_PROMPT_: Check each line of the data below for the word "Faction". How many lines have it? Answer with the number alone.

_PROVIDED RECORDS_:
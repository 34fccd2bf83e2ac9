//! Scripted players driving a session through a single quest.

use std::{fs, path::Path};

use anyhow::{bail, Context, Result};
use questline_core::{
    EntityId, EntityRole, Faction, QuestCode, QuestHandle, QuestState, SpawnerConfig, Vec3,
};
use questline_session::{Session, SessionConfig, Traffic};
use questline_system_objectives::{
    AirDrop, AirDropConfig, KillCount, Objective, Quest, ReachPoint, ReachPointConfig,
};
use questline_world::{query, EntityObserver, WorldCommand};
use serde::Deserialize;

const PLAYER_START: Vec3 = Vec3::new(0.0, 70.0, 0.0);
const PLAYER_GAME_STAGE: u32 = 10;
const GIVER: EntityId = EntityId::new(10_000);
const GIVER_OFFSET: Vec3 = Vec3::new(4.0, 0.0, 4.0);
const WALK_SPEED: f32 = 6.0;
const SHOT_INTERVAL_SECS: f32 = 1.5;

/// Settings read from a scenario file.
#[derive(Clone, Debug, Default, Deserialize)]
#[serde(default)]
pub(crate) struct ScenarioFile {
    /// Session the scenario runs in.
    pub(crate) session: SessionConfig,
    /// Horde fought by the horde scenario.
    pub(crate) horde: Option<SpawnerConfig>,
}

impl ScenarioFile {
    pub(crate) fn load(path: &Path) -> Result<Self> {
        let contents = fs::read_to_string(path)
            .with_context(|| format!("failed to read scenario {}", path.display()))?;
        let file: Self = toml::from_str(&contents)
            .with_context(|| format!("failed to parse scenario {}", path.display()))?;
        file.session
            .validate()
            .with_context(|| format!("invalid session in {}", path.display()))?;
        Ok(file)
    }
}

/// Quest played by the scripted player.
#[derive(Clone, Debug)]
pub(crate) enum Scenario {
    /// Walk up to a host-selected flat area.
    Reach,
    /// Shoot the horde until enough kills are credited.
    Horde(SpawnerConfig),
    /// Walk to the drop zone and wait for the crate to land.
    AirDrop,
}

impl Scenario {
    /// Horde scenario needing `kills` kills, drawn from the default groups
    /// unless the file configures its own horde.
    pub(crate) fn horde(configured: Option<SpawnerConfig>, kills: Option<u32>) -> Self {
        let mut config = configured.unwrap_or_else(|| {
            let mut config = SpawnerConfig::default();
            config.add_spawn_groups("zombies");
            config
        });
        if let Some(kills) = kills {
            config.needed_kills = kills;
        }
        Self::Horde(config)
    }

    fn quest(&self) -> Quest {
        match self {
            Self::Reach => Quest::new("scout the area", QuestCode::new(1), Faction::new(1))
                .with_giver(GIVER, PLAYER_START + GIVER_OFFSET)
                .with_objective(Objective::new(
                    "goto",
                    1,
                    ReachPoint::new(ReachPointConfig::default()),
                )),
            Self::Horde(config) => Quest::new("clear the horde", QuestCode::new(2), Faction::new(1))
                .with_objective(Objective::new("kill", 1, KillCount::new(config.clone()))),
            Self::AirDrop => Quest::new("supply run", QuestCode::new(3), Faction::new(0))
                .with_objective(Objective::new(
                    "drop",
                    1,
                    AirDrop::new(AirDropConfig::default()),
                )),
        }
    }
}

/// Summary of a finished run.
#[derive(Clone, Copy, Debug)]
pub(crate) struct Report {
    pub(crate) player: EntityId,
    pub(crate) handle: QuestHandle,
    pub(crate) ticks: u32,
    pub(crate) state: QuestState,
    pub(crate) shots: u32,
    pub(crate) sent: Traffic,
    pub(crate) answered: Traffic,
}

/// Plays `scenario` until the quest leaves the running state or `max_ticks` pass.
pub(crate) fn run(session: &mut Session, scenario: &Scenario, max_ticks: u32) -> Result<Report> {
    let player = session.add_player(PLAYER_START, PLAYER_GAME_STAGE);
    let handle = session
        .accept_quest(player, scenario.quest())
        .context("scenario quest did not start")?;
    let tick_secs = session.config().tick().as_secs_f32();
    let mut since_shot = 0.0;
    let mut shots = 0;

    let mut ticks = 0;
    let state = loop {
        let state = quest_state(session, player, handle)?;
        if state != QuestState::InProgress || ticks >= max_ticks {
            break state;
        }
        session.tick();
        ticks += 1;

        match scenario {
            Scenario::Reach | Scenario::AirDrop => walk_to_target(session, player, handle, tick_secs),
            Scenario::Horde(_) => {
                since_shot += tick_secs;
                if since_shot >= SHOT_INTERVAL_SECS && shoot_nearest(session, player) {
                    since_shot = 0.0;
                    shots += 1;
                }
            }
        }
    };
    if state == QuestState::InProgress {
        log::warn!("quest still running after {ticks} ticks");
    }

    let (sent, answered) = session.traffic();
    Ok(Report {
        player,
        handle,
        ticks,
        state,
        shots,
        sent,
        answered,
    })
}

fn quest_state(session: &Session, player: EntityId, handle: QuestHandle) -> Result<QuestState> {
    match session.quest(player, handle) {
        Some(quest) => Ok(quest.state()),
        None => bail!("quest {} vanished from the journal", handle.get()),
    }
}

fn walk_to_target(session: &mut Session, player: EntityId, handle: QuestHandle, dt: f32) {
    let Some(target) = session
        .quest(player, handle)
        .and_then(|quest| quest.data().position())
    else {
        return;
    };
    let Some(position) = session.world().position_of(player) else {
        return;
    };
    let offset = target - position;
    let stride = WALK_SPEED * dt;
    let next = if offset.length() <= stride {
        target
    } else {
        position + offset.normalize() * stride
    };
    session.command(WorldCommand::MoveEntity {
        entity: player,
        position: next,
    });
}

fn shoot_nearest(session: &mut Session, player: EntityId) -> bool {
    let Some(position) = session.world().position_of(player) else {
        return false;
    };
    let nearest = query::living_with_role(session.world(), EntityRole::Enemy)
        .into_iter()
        .filter_map(|enemy| {
            session
                .world()
                .position_of(enemy)
                .map(|at| (enemy, at.distance_squared(position)))
        })
        .min_by(|a, b| a.1.total_cmp(&b.1))
        .map(|(enemy, _)| enemy);
    let Some(enemy) = nearest else {
        return false;
    };
    log::debug!("player {} shoots {}", player.get(), enemy.get());
    session.command(WorldCommand::KillEntity {
        entity: enemy,
        killer: Some(player),
    });
    true
}

#[cfg(test)]
mod tests {
    use super::*;

    #[test]
    fn scripted_players_finish_every_scenario() {
        for scenario in [
            Scenario::Reach,
            Scenario::horde(None, Some(3)),
            Scenario::AirDrop,
        ] {
            let mut session = Session::new(SessionConfig::default());
            let report = run(&mut session, &scenario, 3_000).expect("scenario runs");
            assert_eq!(
                report.state,
                QuestState::ReadyForTurnIn,
                "{scenario:?} after {} ticks",
                report.ticks
            );
        }
    }

    #[test]
    fn horde_override_replaces_needed_kills() {
        let Scenario::Horde(config) = Scenario::horde(None, Some(9)) else {
            panic!("horde scenario expected");
        };
        assert_eq!(config.needed_kills, 9);
        assert_eq!(config.spawn_groups, vec!["zombies".to_owned()]);
    }

    #[test]
    fn scenario_file_nests_session_and_horde() {
        let file: ScenarioFile = toml::from_str(
            r#"
            [session]
            seed = 9

            [horde]
            needed_kills = 2
            spawn_groups = ["zombies"]
            "#,
        )
        .expect("valid scenario");
        assert_eq!(file.session.seed, 9);
        assert_eq!(file.horde.map(|horde| horde.needed_kills), Some(2));
    }
}
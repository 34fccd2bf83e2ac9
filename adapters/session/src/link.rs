//! One-way message channel between peers of a session.
//!
//! Messages cross the link in their encoded form so that everything the
//! peers exchange goes through the same framing a network transport uses.

use std::collections::VecDeque;

use questline_core::{codec, EntityId, Message};

/// Bytes and messages that crossed a link.
#[derive(Clone, Copy, Debug, Default, PartialEq, Eq)]
pub struct Traffic {
    /// Messages sent.
    pub messages: u64,
    /// Encoded bytes sent.
    pub bytes: u64,
}

#[derive(Debug)]
struct Frame {
    peer: EntityId,
    bytes: Vec<u8>,
}

#[derive(Debug, Default)]
pub(crate) struct Link {
    frames: VecDeque<Frame>,
    traffic: Traffic,
}

impl Link {
    /// Queues `message`. `peer` is the sender on host-bound links and the
    /// recipient on client-bound ones.
    pub(crate) fn send(&mut self, peer: EntityId, message: &Message) {
        match codec::encode(message) {
            Ok(bytes) => {
                self.traffic.messages += 1;
                self.traffic.bytes += bytes.len() as u64;
                self.frames.push_back(Frame { peer, bytes });
            }
            Err(error) => log::error!("dropping message for peer {}: {error}", peer.get()),
        }
    }

    /// Decodes every queued frame in sending order.
    pub(crate) fn receive(&mut self) -> Vec<(EntityId, Message)> {
        self.frames
            .drain(..)
            .filter_map(|frame| match codec::decode(&frame.bytes) {
                Ok(message) => Some((frame.peer, message)),
                Err(error) => {
                    log::warn!("dropping corrupt frame of peer {}: {error}", frame.peer.get());
                    None
                }
            })
            .collect()
    }

    pub(crate) fn traffic(&self) -> Traffic {
        self.traffic
    }
}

_ANSWER BOX_: 4